The regional year end forecasts may also be a cause for concern, with the West and North-eastern regions projected to fall potentially into negative territory over the next six months.
The analysis predicts that by the end of 2016, the nation may see a new leader in terms of regional growth as the South and Midwest are predicted to have the highest price growth over the next six months, around the 0.5% mark.
‘While these six month growth rates are lower than what we have seen in recent years, slower growth does not necessarily spell disaster and instead could be indicative of markets that are finally beginning to moderate and even stabilize in these regions,’ Villacorta explained.
On the MSA level, southern cities are dominating the top spots in our forecast, with six of the top 10 markets located within the region. Home prices in Dallas and Nashville are predicted to see growth throughout the remainder of 2016, increasing to the tune of 3% to 4% by the end of the year.
Major Florida markets are also predicted to continue to rise, with Jacksonville and Orlando growth forecasts around 2.5% by the end of 2016, while homes in Tampa may increase by almost 4% over the next six months.

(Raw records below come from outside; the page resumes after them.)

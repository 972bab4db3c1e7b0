//! Sparse matrix utilities shared across scprep
//!
//! Expression matrices are held as `CsrMatrix` with cells on rows and genes
//! on columns. Helpers here never densify a full matrix.

use crate::core::error::{Result, ScprepError};
use itertools::Itertools;
use nalgebra_sparse::{CooMatrix, CsrMatrix};
use rayon::prelude::*;
use rustc_hash::FxHashMap;

/// Per-column first and second moments.
#[derive(Debug, Clone, PartialEq)]
pub struct ColumnMoments {
    pub means: Vec<f64>,
    /// Sample variances (ddof = 1).
    pub variances: Vec<f64>,
}

pub struct SparseOps;

impl SparseOps {
    /// Create a CSR matrix from `(row, col, value)` triplets.
    pub fn from_triplets(
        nrows: usize,
        ncols: usize,
        triplets: Vec<(usize, usize, f64)>,
    ) -> Result<CsrMatrix<f64>> {
        if nrows == 0 || ncols == 0 || triplets.is_empty() {
            return Ok(CsrMatrix::zeros(nrows, ncols));
        }

        for &(row, col, _) in &triplets {
            if row >= nrows || col >= ncols {
                return Err(ScprepError::InvalidInput(format!(
                    "Index ({}, {}) exceeds matrix dimensions ({}, {})",
                    row, col, nrows, ncols
                )));
            }
        }

        let (row_indices, col_indices, values): (Vec<_>, Vec<_>, Vec<_>) =
            triplets.into_iter().multiunzip();

        let coo = CooMatrix::try_from_triplets(nrows, ncols, row_indices, col_indices, values)
            .map_err(|e| ScprepError::SparseMatrix(format!("COO creation failed: {:?}", e)))?;

        Ok(CsrMatrix::from(&coo))
    }

    /// Row sums, one per cell.
    pub fn row_sums(matrix: &CsrMatrix<f64>) -> Vec<f64> {
        (0..matrix.nrows())
            .into_par_iter()
            .map(|row_idx| matrix.row(row_idx).values().iter().sum())
            .collect()
    }

    /// Rebuild a matrix with every stored value passed through `f(row, value)`.
    ///
    /// The sparsity pattern is preserved, so explicit zeros produced by `f` stay stored.
    pub fn map_values_by_row<F>(matrix: &CsrMatrix<f64>, f: F) -> Result<CsrMatrix<f64>>
    where
        F: Fn(usize, f64) -> f64 + Sync,
    {
        let (row_offsets, col_indices, values) = matrix.csr_data();
        let mapped: Vec<f64> = (0..matrix.nrows())
            .into_par_iter()
            .flat_map_iter(|row| {
                let f = &f;
                values[row_offsets[row]..row_offsets[row + 1]]
                    .iter()
                    .map(move |&v| f(row, v))
            })
            .collect();

        CsrMatrix::try_from_csr_data(
            matrix.nrows(),
            matrix.ncols(),
            row_offsets.to_vec(),
            col_indices.to_vec(),
            mapped,
        )
        .map_err(|e| ScprepError::SparseMatrix(format!("Failed to rebuild matrix: {:?}", e)))
    }

    /// Per-column sums of `transform(col, value)` and of its square over the selected rows.
    ///
    /// `transform(col, 0.0)` must be `0.0`: implicit zeros are never visited.
    pub fn column_power_sums<F>(
        matrix: &CsrMatrix<f64>,
        rows: &[usize],
        transform: F,
    ) -> (Vec<f64>, Vec<f64>)
    where
        F: Fn(usize, f64) -> f64 + Sync,
    {
        let ncols = matrix.ncols();
        if rows.is_empty() {
            return (vec![0.0; ncols], vec![0.0; ncols]);
        }

        let chunk_size = std::cmp::max(1, rows.len() / rayon::current_num_threads());
        rows.par_chunks(chunk_size)
            .map(|chunk| {
                let mut local_sum = vec![0.0f64; ncols];
                let mut local_sq = vec![0.0f64; ncols];
                for &row_idx in chunk {
                    let row = matrix.row(row_idx);
                    for (&col, &val) in row.col_indices().iter().zip(row.values()) {
                        let v = transform(col, val);
                        local_sum[col] += v;
                        local_sq[col] += v * v;
                    }
                }
                (local_sum, local_sq)
            })
            .reduce(
                || (vec![0.0f64; ncols], vec![0.0f64; ncols]),
                |(mut acc_sum, mut acc_sq), (local_sum, local_sq)| {
                    for i in 0..ncols {
                        acc_sum[i] += local_sum[i];
                        acc_sq[i] += local_sq[i];
                    }
                    (acc_sum, acc_sq)
                },
            )
    }

    /// Per-column mean and sample variance of `transform(value)`.
    ///
    /// `rows = None` uses every row. `transform(0.0)` must be `0.0`.
    pub fn column_moments<F>(
        matrix: &CsrMatrix<f64>,
        rows: Option<&[usize]>,
        transform: F,
    ) -> ColumnMoments
    where
        F: Fn(f64) -> f64 + Sync,
    {
        let ncols = matrix.ncols();
        let all_rows: Vec<usize>;
        let row_list = match rows {
            Some(rows) => rows,
            None => {
                all_rows = (0..matrix.nrows()).collect();
                &all_rows
            }
        };
        let n = row_list.len();
        if n == 0 {
            return ColumnMoments {
                means: vec![0.0; ncols],
                variances: vec![f64::NAN; ncols],
            };
        }

        let (sums, sq_sums) = Self::column_power_sums(matrix, row_list, |_, v| transform(v));

        let nf = n as f64;
        let means: Vec<f64> = sums.iter().map(|s| s / nf).collect();
        let variances: Vec<f64> = if n < 2 {
            vec![f64::NAN; ncols]
        } else {
            means
                .iter()
                .zip(&sq_sums)
                .map(|(&m, &sq)| ((sq - nf * m * m) / (nf - 1.0)).max(0.0))
                .collect()
        };

        ColumnMoments { means, variances }
    }

    /// Keep only the listed rows, in the given order.
    pub fn select_rows<T: Copy>(matrix: &CsrMatrix<T>, keep_indices: &[usize]) -> Result<CsrMatrix<T>> {
        let mut new_row_offsets = Vec::with_capacity(keep_indices.len() + 1);
        let mut new_col_indices = Vec::new();
        let mut new_values = Vec::new();
        new_row_offsets.push(0);

        for &row_idx in keep_indices {
            if row_idx >= matrix.nrows() {
                return Err(ScprepError::InvalidInput(format!(
                    "Row {} exceeds matrix with {} rows",
                    row_idx,
                    matrix.nrows()
                )));
            }
            let row = matrix.row(row_idx);
            new_col_indices.extend_from_slice(row.col_indices());
            new_values.extend_from_slice(row.values());
            new_row_offsets.push(new_col_indices.len());
        }

        CsrMatrix::try_from_csr_data(
            keep_indices.len(),
            matrix.ncols(),
            new_row_offsets,
            new_col_indices,
            new_values,
        )
        .map_err(|e| ScprepError::SparseMatrix(format!("Failed to create row subset: {:?}", e)))
    }

    /// Keep only the listed columns; new column order follows `keep_indices`.
    pub fn select_columns<T: Copy>(matrix: &CsrMatrix<T>, keep_indices: &[usize]) -> Result<CsrMatrix<T>> {
        let nrows = matrix.nrows();
        let new_ncols = keep_indices.len();

        if new_ncols == 0 {
            return Ok(CsrMatrix::zeros(nrows, 0));
        }

        let col_map: FxHashMap<usize, usize> = keep_indices
            .iter()
            .enumerate()
            .map(|(new_idx, &old_idx)| (old_idx, new_idx))
            .collect();

        let mut new_row_offsets = Vec::with_capacity(nrows + 1);
        let mut new_col_indices = Vec::new();
        let mut new_values = Vec::new();
        new_row_offsets.push(0);

        for row_idx in 0..nrows {
            let row = matrix.row(row_idx);
            let mut entries: Vec<(usize, T)> = row
                .col_indices()
                .iter()
                .zip(row.values())
                .filter_map(|(old_col, &val)| col_map.get(old_col).map(|&new_col| (new_col, val)))
                .collect();
            // CSR requires sorted column indices within a row
            entries.sort_unstable_by_key(|&(col, _)| col);
            for (col, val) in entries {
                new_col_indices.push(col);
                new_values.push(val);
            }
            new_row_offsets.push(new_col_indices.len());
        }

        CsrMatrix::try_from_csr_data(
            nrows,
            new_ncols,
            new_row_offsets,
            new_col_indices,
            new_values,
        )
        .map_err(|e| ScprepError::SparseMatrix(format!("Failed to create column subset: {:?}", e)))
    }

    /// Column of values for a single gene, dense over all rows.
    pub fn dense_column(matrix: &CsrMatrix<f64>, col: usize) -> Vec<f64> {
        (0..matrix.nrows())
            .map(|row_idx| {
                let row = matrix.row(row_idx);
                match row.col_indices().binary_search(&col) {
                    Ok(pos) => row.values()[pos],
                    Err(_) => 0.0,
                }
            })
            .collect()
    }

    /// Convert an `f64` matrix into rounded, non-negative `u32` counts.
    pub fn to_counts(matrix: &CsrMatrix<f64>) -> Result<CsrMatrix<u32>> {
        let (row_offsets, col_indices, values) = matrix.csr_data();
        let counts: Vec<u32> = values
            .par_iter()
            .map(|&v| v.round().clamp(0.0, u32::MAX as f64) as u32)
            .collect();
        CsrMatrix::try_from_csr_data(
            matrix.nrows(),
            matrix.ncols(),
            row_offsets.to_vec(),
            col_indices.to_vec(),
            counts,
        )
        .map_err(|e| ScprepError::SparseMatrix(format!("Failed to convert to counts: {:?}", e)))
    }

    /// Convert a `u32` count matrix into `f64`.
    pub fn from_counts(matrix: &CsrMatrix<u32>) -> Result<CsrMatrix<f64>> {
        let (row_offsets, col_indices, values) = matrix.csr_data();
        CsrMatrix::try_from_csr_data(
            matrix.nrows(),
            matrix.ncols(),
            row_offsets.to_vec(),
            col_indices.to_vec(),
            values.iter().map(|&v| v as f64).collect(),
        )
        .map_err(|e| ScprepError::SparseMatrix(format!("Failed to convert counts: {:?}", e)))
    }

    /// Get matrix density statistics
    pub fn get_density_stats<T>(matrix: &CsrMatrix<T>) -> (f64, usize, usize) {
        let total_elements = matrix.nrows() * matrix.ncols();
        let nnz = matrix.nnz();
        let density = if total_elements > 0 {
            nnz as f64 / total_elements as f64
        } else {
            0.0
        };
        (density, nnz, total_elements)
    }
}

#[cfg(test)]
mod tests {
    use super::*;

    fn sample_matrix() -> CsrMatrix<f64> {
        // [[1, 0, 2],
        //  [0, 3, 0],
        //  [4, 0, 5]]
        SparseOps::from_triplets(
            3,
            3,
            vec![(0, 0, 1.0), (0, 2, 2.0), (1, 1, 3.0), (2, 0, 4.0), (2, 2, 5.0)],
        )
        .unwrap()
    }

    #[test]
    fn row_sums_cover_every_row() {
        assert_eq!(SparseOps::row_sums(&sample_matrix()), vec![3.0, 3.0, 9.0]);
    }

    #[test]
    fn column_moments_include_implicit_zeros() {
        let moments = SparseOps::column_moments(&sample_matrix(), None, |v| v);
        assert_eq!(moments.means, vec![5.0 / 3.0, 1.0, 7.0 / 3.0]);
        // column 1 = [0, 3, 0]: mean 1, sample variance 3
        assert!((moments.variances[1] - 3.0).abs() < 1e-12);
    }

    #[test]
    fn column_moments_respect_row_subset() {
        let moments = SparseOps::column_moments(&sample_matrix(), Some(&[0, 2]), |v| v);
        assert_eq!(moments.means, vec![2.5, 0.0, 3.5]);
        assert!((moments.variances[0] - 4.5).abs() < 1e-12);
    }

    #[test]
    fn select_rows_and_columns() {
        let m = sample_matrix();
        let rows = SparseOps::select_rows(&m, &[2, 0]).unwrap();
        assert_eq!(SparseOps::row_sums(&rows), vec![9.0, 3.0]);

        let cols = SparseOps::select_columns(&m, &[2, 0]).unwrap();
        assert_eq!(cols.ncols(), 2);
        assert_eq!(SparseOps::dense_column(&cols, 0), vec![2.0, 0.0, 5.0]);
        assert_eq!(SparseOps::dense_column(&cols, 1), vec![1.0, 0.0, 4.0]);
    }

    #[test]
    fn map_values_keeps_pattern() {
        let m = sample_matrix();
        let doubled = SparseOps::map_values_by_row(&m, |row, v| v * (row as f64 + 1.0)).unwrap();
        assert_eq!(SparseOps::row_sums(&doubled), vec![3.0, 6.0, 27.0]);
        assert_eq!(doubled.nnz(), m.nnz());
    }

    #[test]
    fn out_of_bounds_triplet_is_rejected() {
        let err = SparseOps::from_triplets(2, 2, vec![(2, 0, 1.0)]);
        assert!(err.is_err());
    }

    #[test]
    fn counts_round_trip() {
        let m = sample_matrix();
        let counts = SparseOps::to_counts(&m).unwrap();
        let back = SparseOps::from_counts(&counts).unwrap();
        assert_eq!(SparseOps::row_sums(&back), SparseOps::row_sums(&m));
    }
}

‘Overall, our forecasting models are predicting the second half of 2016 to be much slower than its start, with all regions forecasted to see very little price change by the end of the year,’ said Villacorta.
‘The Federal Reserve won’t be raising interest rates this summer, and while this will help keep the cost of mortgage lending to a minimum, at least in the short term, there are other key global factors that could spell uncertainty for the American housing industry through the end of the year,’ he explained.
‘Negative interest rates in several global markets may begin to push domestic interest rates down even further, which could have rather ambiguous effect, either increasing demand due to the low cost of borrowing or leading consumers to lose precious confidence in the housing industry,’ he pointed out.
‘It’s still far too early to tell how the recent global economic and financial market shakeups (think Brexit) will affect the US housing market, but our initial forecasts are very cautious about overestimating potential growth, particularly in the Northeast and West,’ he concluded.